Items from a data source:

• • • • • • •

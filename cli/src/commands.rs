//! Subcommand implementations, generic over the backing [Storage].

use geoseis_codec::{Endian, SampleFormat, TextEncoding};
use geoseis_geometry::Point;
use geoseis_runtime::Storage;
use geoseis_storage::{
    Container, CreationPolicy, Dataset, ExportConfig, ImportConfig, ObjectKind, Param,
};
use std::{fmt::Write as _, ops::ControlFlow, path::Path};
use thiserror::Error;
use tracing::{debug, info};

pub const IMPORT_CMD: &str = "import";
pub const EXPORT_CMD: &str = "export";
pub const INFO_CMD: &str = "info";
pub const BOUNDARY_CMD: &str = "boundary";
pub const INDEX_CMD: &str = "index";
pub const LIST_CMD: &str = "list";

/// Traces decoded per worker task.
pub const DEFAULT_BUFFER: &str = "4096";

pub const FORMATS: [&str; 5] = ["ibm", "int4", "int2", "ieee", "int1"];
pub const ENDIANS: [&str; 2] = ["big", "little"];
pub const ENCODINGS: [&str; 2] = ["ebcdic", "ascii"];

#[derive(Debug, Error)]
pub enum Error {
    #[error("storage error: {0}")]
    Storage(#[from] geoseis_storage::Error),
    #[error("invalid {0}: {1}")]
    InvalidArgument(&'static str, String),
}

pub fn parse_format(value: &str) -> Result<SampleFormat, Error> {
    match value {
        "ibm" => Ok(SampleFormat::Ibm),
        "int4" => Ok(SampleFormat::Int4),
        "int2" => Ok(SampleFormat::Int2),
        "ieee" => Ok(SampleFormat::Ieee),
        "int1" => Ok(SampleFormat::Int1),
        other => Err(Error::InvalidArgument("format", other.to_string())),
    }
}

pub fn parse_endian(value: &str) -> Result<Endian, Error> {
    match value {
        "big" => Ok(Endian::Big),
        "little" => Ok(Endian::Little),
        other => Err(Error::InvalidArgument("endian", other.to_string())),
    }
}

pub fn parse_encoding(value: &str) -> Result<TextEncoding, Error> {
    match value {
        "ebcdic" => Ok(TextEncoding::Ebcdic),
        "ascii" => Ok(TextEncoding::Ascii),
        other => Err(Error::InvalidArgument("encoding", other.to_string())),
    }
}

/// Open `name`, creating an empty container if there is none.
fn open_or_create<S: Storage>(storage: S, name: &str) -> Result<Container<S>, Error> {
    match Container::open(storage.clone(), name) {
        Err(geoseis_storage::Error::ObjectMissing(_)) => Ok(Container::create(storage, name)?),
        other => Ok(other?),
    }
}

fn open_dataset<S: Storage>(storage: S, container: &str, name: &str) -> Result<Dataset<S>, Error> {
    let container = Container::open(storage, container)?;
    Ok(container.open_seismic(name)?)
}

/// Log progress at every whole ten percent.
fn log_progress(fraction: f64) -> ControlFlow<()> {
    let percent = (fraction * 100.0).floor();
    if percent % 10.0 == 0.0 {
        debug!(percent, "progress");
    }
    ControlFlow::Continue(())
}

/// Import `file` into dataset `name`, creating the container and dataset if needed.
///
/// Returns the trace count after the import.
pub fn import<S: Storage>(
    storage: S,
    container: &str,
    name: &str,
    file: &Path,
    cfg: &ImportConfig,
) -> Result<usize, Error> {
    let mut container = open_or_create(storage, container)?;
    let policy = if cfg.append {
        CreationPolicy::Open
    } else {
        CreationPolicy::OpenOrCreate
    };
    let mut dataset = container.create_seismic(name, Param::default(), policy)?;
    dataset.import_segy(file, cfg, Some(&log_progress))?;
    dataset.finalize()?;
    info!(
        dataset = name,
        traces = dataset.trace_count(),
        samples = dataset.sample_count(),
        "import complete"
    );
    Ok(dataset.trace_count())
}

/// Export dataset `name` to `file`.
pub fn export<S: Storage>(
    storage: S,
    container: &str,
    name: &str,
    file: &Path,
    cfg: &ExportConfig,
) -> Result<(), Error> {
    let dataset = open_dataset(storage, container, name)?;
    dataset.export_segy(file, cfg, Some(&log_progress))?;
    Ok(())
}

/// Describe dataset `name`.
pub fn info<S: Storage>(storage: S, container: &str, name: &str) -> Result<String, Error> {
    let dataset = open_dataset(storage, container, name)?;
    let mut out = String::new();
    let _ = writeln!(out, "name: {}", dataset.name());
    let _ = writeln!(out, "traces: {}", dataset.trace_count());
    let _ = writeln!(out, "samples: {}", dataset.sample_count());
    let _ = writeln!(
        out,
        "sample rate: {} {}",
        dataset.sample_rate("")?,
        dataset.sample_units()
    );
    let _ = writeln!(out, "domain: {}", dataset.domain());
    let _ = writeln!(out, "data type: {}", dataset.data_type());
    let _ = writeln!(out, "survey type: {}", dataset.survey_type());
    let _ = writeln!(out, "length units: {}", dataset.length_units());
    for key in dataset.pkey_names() {
        let size = dataset.pkey_size(key)?;
        match dataset.limits(key, "")? {
            Some((min, max)) => {
                let _ = writeln!(out, "key {key}: {size} values in [{min}, {max}]");
            }
            None => {
                let _ = writeln!(out, "key {key}: {size} values");
            }
        }
    }
    Ok(out)
}

/// Stored boundary of dataset `name`, in `units`.
pub fn boundary<S: Storage>(
    storage: S,
    container: &str,
    name: &str,
    units: &str,
) -> Result<Vec<Point>, Error> {
    let dataset = open_dataset(storage, container, name)?;
    Ok(dataset.boundary(units, None)?)
}

/// Traces of dataset `name` whose `key` lies in `[min, max]`.
pub fn query<S: Storage>(
    storage: S,
    container: &str,
    name: &str,
    key: &str,
    min: f64,
    max: f64,
) -> Result<Vec<usize>, Error> {
    let dataset = open_dataset(storage, container, name)?;
    Ok(dataset.pkey_indexes(key, min, max)?)
}

/// Seismic datasets in the container.
pub fn list<S: Storage>(storage: S, container: &str) -> Result<Vec<String>, Error> {
    let container = Container::open(storage, container)?;
    Ok(container.names(ObjectKind::Seismic))
}

#[cfg(test)]
mod tests {
    use super::*;
    use geoseis_codec::{fields, BinaryHeader, Layout, TextHeader, Writer};
    use geoseis_macros::test_traced;
    use geoseis_runtime::storage::memory;
    use tempfile::TempDir;

    fn write_file(path: &Path) {
        let layout = Layout {
            endian: Endian::Big,
            format: SampleFormat::Ibm,
            encoding: TextEncoding::Ebcdic,
            samples: 3,
            traces: 4,
        };
        let writer = Writer::create(path, layout).unwrap();
        writer.write_text_header(&TextHeader::default()).unwrap();
        let mut bin = BinaryHeader::default();
        bin.values[fields::BIN_SAMP_RATE] = 4.0;
        writer.write_bin_header(&bin).unwrap();
        let cdp = fields::trace_index("CDP").unwrap();
        let x = fields::trace_index("CDP_X").unwrap();
        let y = fields::trace_index("CDP_Y").unwrap();
        let mut headers = vec![0.0; 4 * fields::TRACE_FIELD_COUNT];
        for (t, row) in headers.chunks_exact_mut(fields::TRACE_FIELD_COUNT).enumerate() {
            row[cdp] = (t / 2 + 1) as f64;
            row[x] = (t % 2) as f64 * 100.0;
            row[y] = (t / 2) as f64 * 100.0;
        }
        let samples: Vec<f32> = (0..12).map(|i| i as f32).collect();
        writer.write_traces(0, &headers, &samples).unwrap();
        writer.sync().unwrap();
    }

    #[test_traced]
    fn test_import_then_inspect() {
        let dir = TempDir::new().unwrap();
        let file = dir.path().join("line.sgy");
        write_file(&file);
        let storage = memory::Storage::default();

        let traces = import(storage.clone(), "project", "line", &file, &ImportConfig::default())
            .unwrap();
        assert_eq!(traces, 4);
        let appended = ImportConfig {
            append: true,
            ..Default::default()
        };
        assert_eq!(
            import(storage.clone(), "project", "line", &file, &appended).unwrap(),
            8
        );
        assert_eq!(list(storage.clone(), "project").unwrap(), vec!["line"]);

        let report = info(storage.clone(), "project", "line").unwrap();
        assert!(report.contains("traces: 8"));
        assert!(report.contains("samples: 3"));
        assert!(report.contains("key CDP_X: 2 values in [0, 100]"));

        assert_eq!(
            query(storage.clone(), "project", "line", "CDP_Y", 100.0, 100.0).unwrap(),
            vec![2, 3, 6, 7]
        );
        assert_eq!(
            boundary(storage.clone(), "project", "line", "km")
                .unwrap()
                .len(),
            4
        );

        let out = dir.path().join("out.sgy");
        let cfg = ExportConfig {
            format: parse_format("int4").unwrap(),
            endian: parse_endian("little").unwrap(),
            encoding: parse_encoding("ascii").unwrap(),
            ..Default::default()
        };
        export(storage, "project", "line", &out, &cfg).unwrap();
        let reader = geoseis_codec::Reader::open(&out).unwrap();
        assert_eq!(reader.layout().traces, 8);
        assert_eq!(reader.layout().format, SampleFormat::Int4);
    }

    #[test_traced]
    fn test_missing_objects() {
        let storage = memory::Storage::default();
        assert!(matches!(
            info(storage.clone(), "project", "line"),
            Err(Error::Storage(geoseis_storage::Error::ObjectMissing(_)))
        ));
        Container::create(storage.clone(), "project").unwrap();
        assert!(matches!(
            query(storage, "project", "line", "CDP", 0.0, 1.0),
            Err(Error::Storage(geoseis_storage::Error::ObjectMissing(_)))
        ));
        assert!(matches!(
            parse_format("float"),
            Err(Error::InvalidArgument("format", _))
        ));
    }
}
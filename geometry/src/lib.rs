//! Generate acquisition geometries and compute survey boundaries.
//!
//! # Overview
//!
//! * [hull]: convex hulls of scattered points (gift wrapping, Graham scan, monotone chain and
//!   quickhull). Every method returns the same canonical [Polygon].
//! * [grid]: synthetic stack and prestack acquisition layouts over regular grids, returned as
//!   trace header columns ready to be written to a dataset.
//!
//! # Canonical polygons
//!
//! A [Polygon] lists its vertices counter-clockwise, starting at the lowest vertex (ties broken by
//! the smallest `x`), without repeating the first vertex at the end and without collinear
//! vertices. Degenerate inputs collapse: no points yield an empty polygon, a single distinct point
//! yields that point and collinear points yield their two extreme endpoints.

use thiserror::Error;

pub mod grid;
pub mod hull;

pub use grid::{prestack, stack, Geometry, Grid};
pub use hull::{convex_hull, HullMethod};

/// Errors that can occur when generating geometries.
#[derive(Error, Debug, Clone, PartialEq)]
pub enum Error {
    #[error("{0} grid is empty")]
    EmptyGrid(&'static str),
    #[error("{0} grid parameter {1} is not finite")]
    NonFinite(&'static str, &'static str),
}

/// A point in the plane.
#[derive(Clone, Copy, Debug, Default, PartialEq)]
pub struct Point {
    pub x: f64,
    pub y: f64,
}

impl Point {
    pub const fn new(x: f64, y: f64) -> Self {
        Self { x, y }
    }
}

impl From<(f64, f64)> for Point {
    fn from((x, y): (f64, f64)) -> Self {
        Self { x, y }
    }
}

impl From<Point> for (f64, f64) {
    fn from(p: Point) -> Self {
        (p.x, p.y)
    }
}

/// Vertices of a closed polygon (the closing edge is implicit).
pub type Polygon = Vec<Point>;

/// Signed area of a polygon (positive when counter-clockwise).
pub fn signed_area(polygon: &[Point]) -> f64 {
    let n = polygon.len();
    if n < 3 {
        return 0.0;
    }
    let twice: f64 = (0..n)
        .map(|i| {
            let a = polygon[i];
            let b = polygon[(i + 1) % n];
            a.x * b.y - b.x * a.y
        })
        .sum();
    twice / 2.0
}

/// Order trace coordinates along a 2-D line by their key (usually `CDP`).
///
/// Ties are broken by `x` and then `y`. Rows with a NaN key sort last.
pub fn line_boundary(keys: &[f64], xs: &[f64], ys: &[f64]) -> Vec<Point> {
    let n = keys.len().min(xs.len()).min(ys.len());
    let mut rows: Vec<usize> = (0..n).collect();
    rows.sort_by(|&a, &b| {
        keys[a]
            .total_cmp(&keys[b])
            .then(xs[a].total_cmp(&xs[b]))
            .then(ys[a].total_cmp(&ys[b]))
    });
    rows.into_iter().map(|i| Point::new(xs[i], ys[i])).collect()
}
//! Implementations of the `Storage` trait that can be used by the runtime.

pub mod fs;
pub mod memory;

/// Validate that a partition name contains only allowed characters.
///
/// Partition names must only contain alphanumeric characters, dashes ('-'),
/// or underscores ('_').
pub fn validate_partition_name(partition: &str) -> Result<(), crate::Error> {
    if partition.is_empty()
        || partition
            .chars()
            .any(|c| !(c.is_ascii_alphanumeric() || ['_', '-'].contains(&c)))
    {
        return Err(crate::Error::PartitionNameInvalid(partition.into()));
    }
    Ok(())
}
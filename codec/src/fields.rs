//! Field layouts of the binary file header and the trace header.
//!
//! Byte positions follow the usual SEG-Y convention: they are 1-based and counted from the start
//! of the file for the binary header (`3201..=3600`) and from the start of the trace record for
//! trace headers (`1..=240`).

use crate::{Endian, Error};
use bytes::{Buf, BufMut};

/// A single integer field of a header block.
#[derive(Clone, Copy, Debug, PartialEq, Eq)]
pub struct Field {
    /// Short mnemonic (`SAMP_RATE`, `CDP_X`, ...).
    pub name: &'static str,
    /// 1-based byte position of the first byte of the field.
    pub byte: usize,
    /// Width in bytes (2 or 4).
    pub width: usize,
    /// Human readable description.
    pub description: &'static str,
}

impl Field {
    const fn new(
        name: &'static str,
        byte: usize,
        width: usize,
        description: &'static str,
    ) -> Self {
        Self {
            name,
            byte,
            width,
            description,
        }
    }

    /// Offset of the field relative to the start of a block whose first byte is `base`.
    pub const fn offset(&self, base: usize) -> usize {
        self.byte - base
    }

    /// Read the field from `block` (the block starting at byte `base`).
    pub fn get(&self, block: &[u8], base: usize, endian: Endian) -> f64 {
        let mut buf = &block[self.offset(base)..self.offset(base) + self.width];
        match (self.width, endian) {
            (4, Endian::Big) => buf.get_i32() as f64,
            (4, Endian::Little) => buf.get_i32_le() as f64,
            (_, Endian::Big) => buf.get_i16() as f64,
            (_, Endian::Little) => buf.get_i16_le() as f64,
        }
    }

    /// Encode `value` into the field.
    ///
    /// Values are rounded to the nearest integer; non-finite values and values outside the
    /// range of the field width are rejected.
    pub fn put(&self, buf: &mut impl BufMut, value: f64, endian: Endian) -> Result<(), Error> {
        let rounded = value.round();
        let overflow = || Error::FieldOverflow {
            field: self.name,
            value,
            width: self.width,
        };
        if !rounded.is_finite() {
            return Err(overflow());
        }
        if self.width == 4 {
            if rounded < i32::MIN as f64 || rounded > i32::MAX as f64 {
                return Err(overflow());
            }
            match endian {
                Endian::Big => buf.put_i32(rounded as i32),
                Endian::Little => buf.put_i32_le(rounded as i32),
            }
        } else {
            if rounded < i16::MIN as f64 || rounded > i16::MAX as f64 {
                return Err(overflow());
            }
            match endian {
                Endian::Big => buf.put_i16(rounded as i16),
                Endian::Little => buf.put_i16_le(rounded as i16),
            }
        }
        Ok(())
    }
}

/// First byte of the binary header.
pub const BINARY_BASE: usize = 3201;

/// First byte of a trace header.
pub const TRACE_BASE: usize = 1;

/// Number of binary header fields.
pub const BINARY_FIELD_COUNT: usize = 30;

/// Number of trace header fields.
pub const TRACE_FIELD_COUNT: usize = 78;

/// Binary header fields, in storage order.
pub const BINARY_FIELDS: [Field; BINARY_FIELD_COUNT] = [
    Field::new("JOB", 3201, 4, "Job identification number"),
    Field::new("LINE", 3205, 4, "Line number"),
    Field::new("REEL", 3209, 4, "Reel number"),
    Field::new("TRACENUM", 3213, 2, "Data traces per ensemble"),
    Field::new("AUX", 3215, 2, "Auxiliary traces per ensemble"),
    Field::new("SAMP_RATE", 3217, 2, "Sample interval"),
    Field::new("SAMP_FRATE", 3219, 2, "Sample interval of the field recording"),
    Field::new("SAMP_NUM", 3221, 2, "Samples per data trace"),
    Field::new("SAMP_FNUM", 3223, 2, "Samples per trace of the field recording"),
    Field::new("FORMAT", 3225, 2, "Data sample format code"),
    Field::new("CDP_FOLD", 3227, 2, "Ensemble fold"),
    Field::new("SORT", 3229, 2, "Trace sorting code"),
    Field::new("VERT_SUM", 3231, 2, "Vertical sum code"),
    Field::new("SWEEP_START", 3233, 2, "Sweep frequency at start"),
    Field::new("SWEEP_END", 3235, 2, "Sweep frequency at end"),
    Field::new("SWEEP_LENGTH", 3237, 2, "Sweep length"),
    Field::new("SWEEP_TYPE", 3239, 2, "Sweep type code"),
    Field::new("SWEEP_CHAN", 3241, 2, "Trace number of sweep channel"),
    Field::new("SWEEP_TAPER_START", 3243, 2, "Sweep taper length at start"),
    Field::new("SWEEP_TAPER_END", 3245, 2, "Sweep taper length at end"),
    Field::new("SWEEP_TAPER_TYPE", 3247, 2, "Taper type"),
    Field::new("CORR", 3249, 2, "Correlated data traces"),
    Field::new("BIN_GAIN", 3251, 2, "Binary gain recovered"),
    Field::new("AMP_REC", 3253, 2, "Amplitude recovery method"),
    Field::new("LENGTH_SYS", 3255, 2, "Measurement system"),
    Field::new("POLARITY", 3257, 2, "Impulse signal polarity"),
    Field::new("VIB_POL", 3259, 2, "Vibratory polarity code"),
    Field::new("REVISION", 3501, 2, "SEG-Y format revision number"),
    Field::new("FIXED_TRLENGTH", 3503, 2, "Fixed length trace flag"),
    Field::new("N_EXT_HDRS", 3505, 2, "Number of extended textual headers"),
];

/// Index of `SAMP_RATE` in [BINARY_FIELDS].
pub const BIN_SAMP_RATE: usize = 5;
/// Index of `SAMP_NUM` in [BINARY_FIELDS].
pub const BIN_SAMP_NUM: usize = 7;
/// Index of `FORMAT` in [BINARY_FIELDS].
pub const BIN_FORMAT: usize = 9;

/// Trace header fields, in storage order.
pub const TRACE_FIELDS: [Field; TRACE_FIELD_COUNT] = [
    Field::new("SEQWL", 1, 4, "Trace sequence number within line"),
    Field::new("SEQWR", 5, 4, "Trace sequence number within reel"),
    Field::new("FFID", 9, 4, "Original field record number"),
    Field::new("TRCFLD", 13, 4, "Trace number within field record"),
    Field::new("SP", 17, 4, "Energy source point number"),
    Field::new("CDP", 21, 4, "Ensemble number"),
    Field::new("TRCNUM", 25, 4, "Trace number within ensemble"),
    Field::new("TRCID", 29, 2, "Trace identification code"),
    Field::new("NVST", 31, 2, "Vertically summed traces"),
    Field::new("NHST", 33, 2, "Horizontally stacked traces"),
    Field::new("DU", 35, 2, "Data use"),
    Field::new("DSREG", 37, 4, "Source to receiver group distance"),
    Field::new("RGE", 41, 4, "Receiver group elevation"),
    Field::new("SES", 45, 4, "Surface elevation at source"),
    Field::new("SDBS", 49, 4, "Source depth below surface"),
    Field::new("DERG", 53, 4, "Datum elevation at receiver group"),
    Field::new("DES", 57, 4, "Datum elevation at source"),
    Field::new("WDS", 61, 4, "Water depth at source"),
    Field::new("WGD", 65, 4, "Water depth at group"),
    Field::new("SAED", 69, 2, "Scalar for elevations and depths"),
    Field::new("SAC", 71, 2, "Scalar for coordinates"),
    Field::new("SRCX", 73, 4, "Source X coordinate"),
    Field::new("SRCY", 77, 4, "Source Y coordinate"),
    Field::new("GRPX", 81, 4, "Group X coordinate"),
    Field::new("GRPY", 85, 4, "Group Y coordinate"),
    Field::new("UNITS", 89, 2, "Coordinate units"),
    Field::new("WVEL", 91, 2, "Weathering velocity"),
    Field::new("SVEL", 93, 2, "Subweathering velocity"),
    Field::new("UTSRC", 95, 2, "Uphole time at source"),
    Field::new("UTGRP", 97, 2, "Uphole time at group"),
    Field::new("SECSCOR", 99, 2, "Source static correction"),
    Field::new("GRPSCOR", 101, 2, "Group static correction"),
    Field::new("TSA", 103, 2, "Total static applied"),
    Field::new("LAGTA", 105, 2, "Lag time A"),
    Field::new("LAGTB", 107, 2, "Lag time B"),
    Field::new("DELRECT", 109, 2, "Delay recording time"),
    Field::new("MTSTART", 111, 2, "Mute time start"),
    Field::new("MTEND", 113, 2, "Mute time end"),
    Field::new("NSMP", 115, 2, "Samples in this trace"),
    Field::new("SI", 117, 2, "Sample interval of this trace"),
    Field::new("GTFI", 119, 2, "Gain type of field instruments"),
    Field::new("IG", 121, 2, "Instrument gain"),
    Field::new("IGC", 123, 2, "Instrument gain constant"),
    Field::new("CORREL", 125, 2, "Correlated"),
    Field::new("SFSTART", 127, 2, "Sweep frequency at start"),
    Field::new("SFEND", 129, 2, "Sweep frequency at end"),
    Field::new("SLEN", 131, 2, "Sweep length"),
    Field::new("STYP", 133, 2, "Sweep type"),
    Field::new("SSTRLS", 135, 2, "Sweep taper length at start"),
    Field::new("SSTLE", 137, 2, "Sweep taper length at end"),
    Field::new("TTYP", 139, 2, "Taper type"),
    Field::new("AFF", 141, 2, "Alias filter frequency"),
    Field::new("AFS", 143, 2, "Alias filter slope"),
    Field::new("NFF", 145, 2, "Notch filter frequency"),
    Field::new("NFS", 147, 2, "Notch filter slope"),
    Field::new("LOCF", 149, 2, "Low cut frequency"),
    Field::new("HOCF", 151, 2, "High cut frequency"),
    Field::new("LOCS", 153, 2, "Low cut slope"),
    Field::new("HICS", 155, 2, "High cut slope"),
    Field::new("YEAR", 157, 2, "Year recorded"),
    Field::new("DAY", 159, 2, "Day of year"),
    Field::new("HOUR", 161, 2, "Hour of day"),
    Field::new("MINUTE", 163, 2, "Minute of hour"),
    Field::new("SCE", 165, 2, "Second of minute"),
    Field::new("TMBS", 167, 2, "Time basis code"),
    Field::new("TWF", 169, 2, "Trace weighting factor"),
    Field::new("GGNSW", 171, 2, "Geophone group number of roll switch position one"),
    Field::new("GGN1ST", 173, 2, "Geophone group number of first trace"),
    Field::new("GGNLST", 175, 2, "Geophone group number of last trace"),
    Field::new("GAPSZ", 177, 2, "Gap size"),
    Field::new("OAWT", 179, 2, "Overtravel associated with taper"),
    Field::new("CDP_X", 181, 4, "Ensemble X coordinate"),
    Field::new("CDP_Y", 185, 4, "Ensemble Y coordinate"),
    Field::new("INLINE", 189, 4, "Inline number"),
    Field::new("XLINE", 193, 4, "Crossline number"),
    Field::new("SPN", 197, 4, "Shotpoint number"),
    Field::new("SPS", 201, 2, "Shotpoint scalar"),
    Field::new("TVMU", 203, 2, "Trace value measurement unit"),
];

/// Index of `DELRECT` in [TRACE_FIELDS].
pub const TRC_DELRECT: usize = 35;

/// Position of a binary header field by name.
pub fn binary_index(name: &str) -> Option<usize> {
    BINARY_FIELDS.iter().position(|f| f.name == name)
}

/// Position of a trace header field by name.
pub fn trace_index(name: &str) -> Option<usize> {
    TRACE_FIELDS.iter().position(|f| f.name == name)
}

/// Standard trace header names, in storage order.
pub fn trace_names() -> impl Iterator<Item = &'static str> {
    TRACE_FIELDS.iter().map(|f| f.name)
}

/// Standard binary header names, in storage order.
pub fn binary_names() -> impl Iterator<Item = &'static str> {
    BINARY_FIELDS.iter().map(|f| f.name)
}

#[cfg(test)]
mod tests {
    use super::*;
    use geoseis_macros::test_traced;

    #[test_traced]
    fn test_trace_layout_is_contiguous() {
        // Every field starts where the previous one ends and the last ends at byte 204
        let mut next = 1;
        for field in TRACE_FIELDS.iter() {
            assert_eq!(field.byte, next, "{} misplaced", field.name);
            assert!(field.width == 2 || field.width == 4);
            next += field.width;
        }
        assert_eq!(next, 205);
    }

    #[test_traced]
    fn test_binary_layout() {
        // 3 x 4-byte fields, then 27 x 2-byte fields, the last three at 3501
        assert!(BINARY_FIELDS[..3].iter().all(|f| f.width == 4));
        assert!(BINARY_FIELDS[3..].iter().all(|f| f.width == 2));
        assert_eq!(BINARY_FIELDS[27].byte, 3501);
        assert_eq!(BINARY_FIELDS[26].byte + 2, 3261);
        assert_eq!(BINARY_FIELDS[BIN_SAMP_RATE].name, "SAMP_RATE");
        assert_eq!(BINARY_FIELDS[BIN_SAMP_NUM].name, "SAMP_NUM");
        assert_eq!(BINARY_FIELDS[BIN_FORMAT].name, "FORMAT");
        assert_eq!(TRACE_FIELDS[TRC_DELRECT].name, "DELRECT");
    }

    #[test_traced]
    fn test_lookup() {
        assert_eq!(trace_index("SEQWL"), Some(0));
        assert_eq!(trace_index("TVMU"), Some(77));
        assert_eq!(trace_index("CDP_X"), Some(71));
        assert_eq!(binary_index("N_EXT_HDRS"), Some(29));
        assert_eq!(trace_index("NOPE"), None);
    }

    #[test_traced]
    fn test_put_and_get() {
        let field = TRACE_FIELDS[trace_index("SAC").unwrap()];
        for endian in [Endian::Big, Endian::Little] {
            let mut block = vec![0u8; 240];
            let mut buf = &mut block[field.offset(TRACE_BASE)..];
            field.put(&mut buf, -100.4, endian).unwrap();
            assert_eq!(field.get(&block, TRACE_BASE, endian), -100.0);
        }

        // Out of range for a 2-byte field
        let mut buf = Vec::new();
        let result = field.put(&mut buf, 40_000.0, Endian::Big);
        assert!(matches!(
            result,
            Err(Error::FieldOverflow {
                field: "SAC",
                width: 2,
                ..
            })
        ));

        // NaN is rejected
        let result = field.put(&mut buf, f64::NAN, Endian::Big);
        assert!(matches!(result, Err(Error::FieldOverflow { .. })));
    }
}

• • • • • • •

Work order — Among the lines above, return each one holding the string "Correlated".

Exercise output —
    Field::new("CORR", 3249, 2, "Correlated data traces"),
    Field::new("CORREL", 125, 2, "Correlated"),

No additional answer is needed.